— Ах ты, дрянь! — взорвался Пашкевич. — Не зря Аксючиц сказал, что ты в этом замешана! Так ты мне еще и угрожать осмеливаешься?!

— Не угрожаю — предупреждаю. — Лидия Николаевна опустилась в кресло, сложила на коленях руки. — Я уже нахлебалась лагерной баланды от пуза, мне ничего не страшно. А вот ты поваляешься возле параши, покормишь вшей — враз поумнеешь. И не вздумай поручить Виктору или еще какому-нибудь отморозку замочить меня, у меня все наши делишки на дискете записаны, и дискетка у надежных людей спрятана. Если с моей головы хоть волос упадет, тебе крышка.
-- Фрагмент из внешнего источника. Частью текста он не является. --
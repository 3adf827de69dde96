//! Storage-agnostic catalogue repository
//!
//! Consumers hold an `Arc<dyn CatalogueRepository>` built once at startup and
//! never learn which backend sits behind it.
//!
//! Contract shared by every backend:
//! - `get_*` on a missing key returns `Ok(None)`, never an error
//! - `add_*` rejects an identity-equal entity with `Error::Duplicate`
//! - `add_movie` rejects unregistered director/actor/genre references
//! - `add_review` rejects unknown users and targets, then appends the review
//!   to the global list and to its target, bumping the target's aggregate
//! - `get_all_*` preserve insertion order

mod memory;
mod schema;
mod sqlite;

use std::sync::Arc;

use async_trait::async_trait;
use tracing::info;

use crate::config::{BackendKind, Settings};
use crate::ingest::{ingest, Catalogue, IngestSummary};
use crate::model::{Actor, Director, Genre, Movie, Review, User};
use crate::Result;

pub use memory::MemoryRepository;
pub use sqlite::SqliteRepository;

#[async_trait]
pub trait CatalogueRepository: Send + Sync {
    async fn add_movie(&self, movie: Movie) -> Result<()>;
    async fn get_movie(&self, title: &str) -> Result<Option<Movie>>;
    async fn get_all_movies(&self) -> Result<Vec<Movie>>;

    async fn add_actor(&self, actor: Actor) -> Result<()>;
    async fn get_actor(&self, name: &str) -> Result<Option<Actor>>;
    async fn get_all_actors(&self) -> Result<Vec<Actor>>;

    async fn add_director(&self, director: Director) -> Result<()>;
    async fn get_director(&self, name: &str) -> Result<Option<Director>>;
    async fn get_all_directors(&self) -> Result<Vec<Director>>;

    async fn add_genre(&self, genre: Genre) -> Result<()>;
    async fn get_genre(&self, name: &str) -> Result<Option<Genre>>;
    async fn get_all_genres(&self) -> Result<Vec<Genre>>;

    /// Store a user; usernames are unique ignoring case
    async fn add_user(&self, user: User) -> Result<()>;
    /// Case-insensitive lookup
    async fn get_user(&self, username: &str) -> Result<Option<User>>;

    async fn add_review(&self, review: Review) -> Result<()>;
    async fn get_all_reviews(&self) -> Result<Vec<Review>>;
}

/// Shared handle passed to every consumer
pub type SharedRepository = Arc<dyn CatalogueRepository>;

/// Build the configured backend and make sure it holds the dataset.
///
/// The memory backend is always populated from the dataset file. The SQLite
/// backend is populated only when it holds no catalogue rows, or wiped and
/// repopulated when `settings.reseed` is set. SQLite population runs in one
/// transaction, so an interrupted load leaves the database as it was.
/// Returns the summary when ingestion ran.
pub async fn open_repository(
    settings: &Settings,
) -> Result<(SharedRepository, Option<IngestSummary>)> {
    match settings.backend {
        BackendKind::Memory => {
            let repo = MemoryRepository::new();
            let summary = ingest(&settings.dataset_path, &repo).await?;
            Ok((Arc::new(repo), Some(summary)))
        }
        BackendKind::Sqlite => {
            let repo = SqliteRepository::open(&settings.database_path).await?;
            let summary = if settings.reseed {
                info!("Reseeding database from {}", settings.dataset_path.display());
                let catalogue = Catalogue::load(&settings.dataset_path)?;
                Some(repo.replace_catalogue(&catalogue).await?)
            } else if repo.is_empty().await? {
                info!("Database is empty, populating from {}", settings.dataset_path.display());
                let catalogue = Catalogue::load(&settings.dataset_path)?;
                Some(repo.replace_catalogue(&catalogue).await?)
            } else {
                None
            };
            Ok((Arc::new(repo), summary))
        }
    }
}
Ты меня любить должен, пылинки с меня сдувать, а не всякие дурацкие ревизии назначать. Хватает у меня проверяльщиков и без Аксючица. Усек?

Пашкевич закрыл глаза. Откуда-то из небытия выплыла набитая потными от духоты людьми, как бочка селедкой, камера следственного изолятора, в которой он дожидался суда, и тошнотворная вонь параши,. и чугунная жесткость трехъярусных нар, и отвратительный вкус баланды из квашеной капусты, и белые жирные вши, которых его сосед с треском давил ногтями, и чувство отчаяния — все кончилось! Хорошо, что эта гадина ничего не знает о его прошлом. Ему-то казалось, что оно навсегда ушло из его жизни, как дурной сон, но, оказывается, ничто не уходит бесследно, все таится в каких-то неведомых уголках души, чтобы однажды воскреснуть и крутым кипятком плеснуть в лицо.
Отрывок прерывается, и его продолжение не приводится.